§ **EXERCISE AIM**
Beginning at the top of the data below, write out every line exactly until you reach the line with "translate perception into", and include that line.

§ **MATERIAL SHOWN**
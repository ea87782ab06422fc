#![deny(
    unsafe_code,
    missing_docs,
    dead_code,
    unused_results,
    non_snake_case,
    unreachable_pub
)]

//! Core contracts shared across the Face Arena engine.
//!
//! This crate defines the message surface that connects adapters, the
//! authoritative world, and pure systems. Adapters translate perception into
//! [`Command`] values describing desired mutations, the world executes those
//! commands via its `apply` entry point, and then broadcasts [`Event`] values
//! for systems to react to deterministically. Systems consume event streams,
//! query immutable snapshots, and respond exclusively with new command batches.

use std::{
    fmt,
    ops::{Add, AddAssign, Mul, Sub},
    time::Duration,
};

use rand::Rng;
use serde::{Deserialize, Serialize};

/// Canonical banner emitted when the experience boots.
pub const WELCOME_BANNER: &str = "Welcome to Face Arena.";

/// Number of lives every player starts with and respawns with.
pub const PLAYER_MAX_LIVES: u32 = 3;

/// Radius of the collision envelope surrounding each player anchor.
pub const PLAYER_BODY_RADIUS: f32 = 100.0;

/// Distance substituted for zero-length vectors before normalising.
pub const DEGENERATE_DISTANCE: f32 = 1e-6;

/// Offsets from a player anchor to the two eyes that emit lasers.
pub const EYE_OFFSETS: [Point; 2] = [Point::new(-40.0, -20.0), Point::new(40.0, -20.0)];

/// Commands that express all permissible world mutations.
#[derive(Clone, Debug, PartialEq)]
pub enum Command {
    /// Replaces the rectangle projectiles and creatures live in.
    ConfigurePlayArea {
        /// New play bounds measured in screen units.
        area: PlayArea,
    },
    /// Replaces the ordered list of kill thresholds, one per wave.
    ConfigureWaves {
        /// Kills required to summon each wave's boss.
        kill_thresholds: Vec<u32>,
    },
    /// Aligns the player roster with the faces reported this step.
    SyncPlayers {
        /// One pose per detected face, indexed by slot.
        poses: Vec<PlayerPose>,
    },
    /// Advances the phase-scoped simulation clock by the provided delta time.
    Tick {
        /// Duration of simulated time that elapsed since the previous tick.
        dt: Duration,
    },
    /// Requests that a creature of the given kind appears at the position.
    SpawnCreature {
        /// Variant of the creature to create.
        kind: CreatureKind,
        /// Spawn location, usually just outside the play area.
        position: Point,
    },
    /// Requests that a projectile is launched.
    FireProjectile {
        /// Variant of the projectile.
        kind: ProjectileKind,
        /// Side that launched the projectile.
        owner: ProjectileOwner,
        /// Launch position.
        origin: Point,
        /// Velocity in screen units per second.
        velocity: Point,
    },
    /// Kills every creature overlapping a hand.
    Punch {
        /// Detected hand position.
        position: Point,
    },
    /// Raises or drops the mirror shield protecting players from gaze strikes.
    SetMirrorShield {
        /// Whether the shield should be active.
        active: bool,
    },
    /// Publishes the latest motion and ability state computed for a boss.
    UpdateBoss {
        /// Boss being updated.
        slot: BossSlot,
        /// New position of the boss.
        position: Point,
        /// Facing angle in radians, used for spinning visuals.
        heading: f32,
        /// Ability flags exposed to the renderer and combat resolver.
        abilities: BossAbilities,
    },
    /// Drags creatures inside a radius toward a centre point.
    PullCreatures {
        /// Point creatures are pulled toward.
        center: Point,
        /// Creatures closer than this radius are affected.
        radius: f32,
        /// Distance each affected creature travels.
        distance: f32,
    },
    /// Moves a single creature by the provided offset.
    DisplaceCreature {
        /// Creature being moved.
        creature: CreatureId,
        /// Offset applied to the creature position.
        offset: Point,
    },
    /// Removes a creature by feeding it to a boss.
    ConsumeCreature {
        /// Boss consuming the creature.
        slot: BossSlot,
        /// Creature being consumed.
        creature: CreatureId,
    },
    /// Resolves a gaze lock-on against a player.
    GazeStrike {
        /// Player locked by the gaze.
        player: PlayerSlot,
        /// Lives removed when the strike is not deflected.
        damage: u32,
    },
    /// Resolves contact damage and projectile hits for a boss.
    ResolveBossCombat {
        /// Boss whose collisions should be resolved.
        slot: BossSlot,
    },
    /// Enters the boss phase for the current wave.
    BeginBossEncounter {
        /// Boss variant to summon.
        boss: BossKind,
    },
    /// Advances to the next wave after the phase boss fell.
    CompleteEncounter,
}

/// Events broadcast by the world after processing commands.
#[derive(Clone, Debug, PartialEq, Eq)]
pub enum Event {
    /// Indicates that the phase-scoped clock advanced.
    TimeAdvanced {
        /// Amount of simulated time that elapsed.
        dt: Duration,
    },
    /// A new face slot appeared.
    PlayerJoined {
        /// Slot assigned to the player.
        player: PlayerSlot,
    },
    /// A face slot disappeared because fewer faces were reported.
    PlayerLeft {
        /// Slot that was truncated.
        player: PlayerSlot,
    },
    /// A player lost lives.
    PlayerDamaged {
        /// Player that was hit.
        player: PlayerSlot,
        /// Origin of the damage.
        source: DamageSource,
        /// Lives remaining after the hit. A lethal hit reports the restored
        /// lives and is followed by [`Event::PlayerRespawned`].
        lives: u32,
    },
    /// A player ran out of lives and was restored to full.
    PlayerRespawned {
        /// Player that respawned.
        player: PlayerSlot,
    },
    /// A creature entered the world.
    CreatureSpawned {
        /// Identifier allocated to the creature.
        creature: CreatureId,
        /// Variant of the creature.
        kind: CreatureKind,
    },
    /// A creature was killed by a player action.
    CreatureKilled {
        /// Creature that died.
        creature: CreatureId,
        /// Variant of the creature.
        kind: CreatureKind,
        /// How the creature died.
        cause: KillCause,
    },
    /// A boss fed on a creature.
    CreatureConsumed {
        /// Creature that was consumed.
        creature: CreatureId,
        /// Boss that consumed it.
        slot: BossSlot,
    },
    /// A projectile entered the world.
    ProjectileFired {
        /// Identifier allocated to the projectile.
        projectile: ProjectileId,
        /// Variant of the projectile.
        kind: ProjectileKind,
        /// Side that launched it.
        owner: ProjectileOwner,
    },
    /// A projectile left the play bounds.
    ProjectileExpired {
        /// Projectile that expired.
        projectile: ProjectileId,
    },
    /// A boss entered the world.
    BossSpawned {
        /// Slot the boss occupies.
        slot: BossSlot,
        /// Variant of the boss.
        kind: BossKind,
    },
    /// A boss was hit by player projectiles.
    BossDamaged {
        /// Boss that was hit.
        slot: BossSlot,
        /// Health remaining after the hits.
        health: u32,
    },
    /// The phase boss was destroyed.
    BossDefeated {
        /// Variant of the destroyed boss.
        kind: BossKind,
    },
    /// The wave state machine entered a new phase.
    PhaseChanged {
        /// Phase that is now active.
        phase: Phase,
    },
    /// The mirror shield was raised or dropped.
    MirrorShieldChanged {
        /// Whether the shield is active.
        active: bool,
    },
    /// A gaze strike was negated by the mirror shield.
    GazeDeflected {
        /// Player the gaze was aimed at.
        player: PlayerSlot,
    },
}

§ **SOLUTION TO THIS TASK**
repository ea87782ab06422fc
#![deny(
    unsafe_code,
    missing_docs,
    dead_code,
    unused_results,
    non_snake_case,
    unreachable_pub
)]

//! Core contracts shared across the Face Arena engine.
//!
//! This crate defines the message surface that connects adapters, the
//! authoritative world, and pure systems. Adapters translate perception into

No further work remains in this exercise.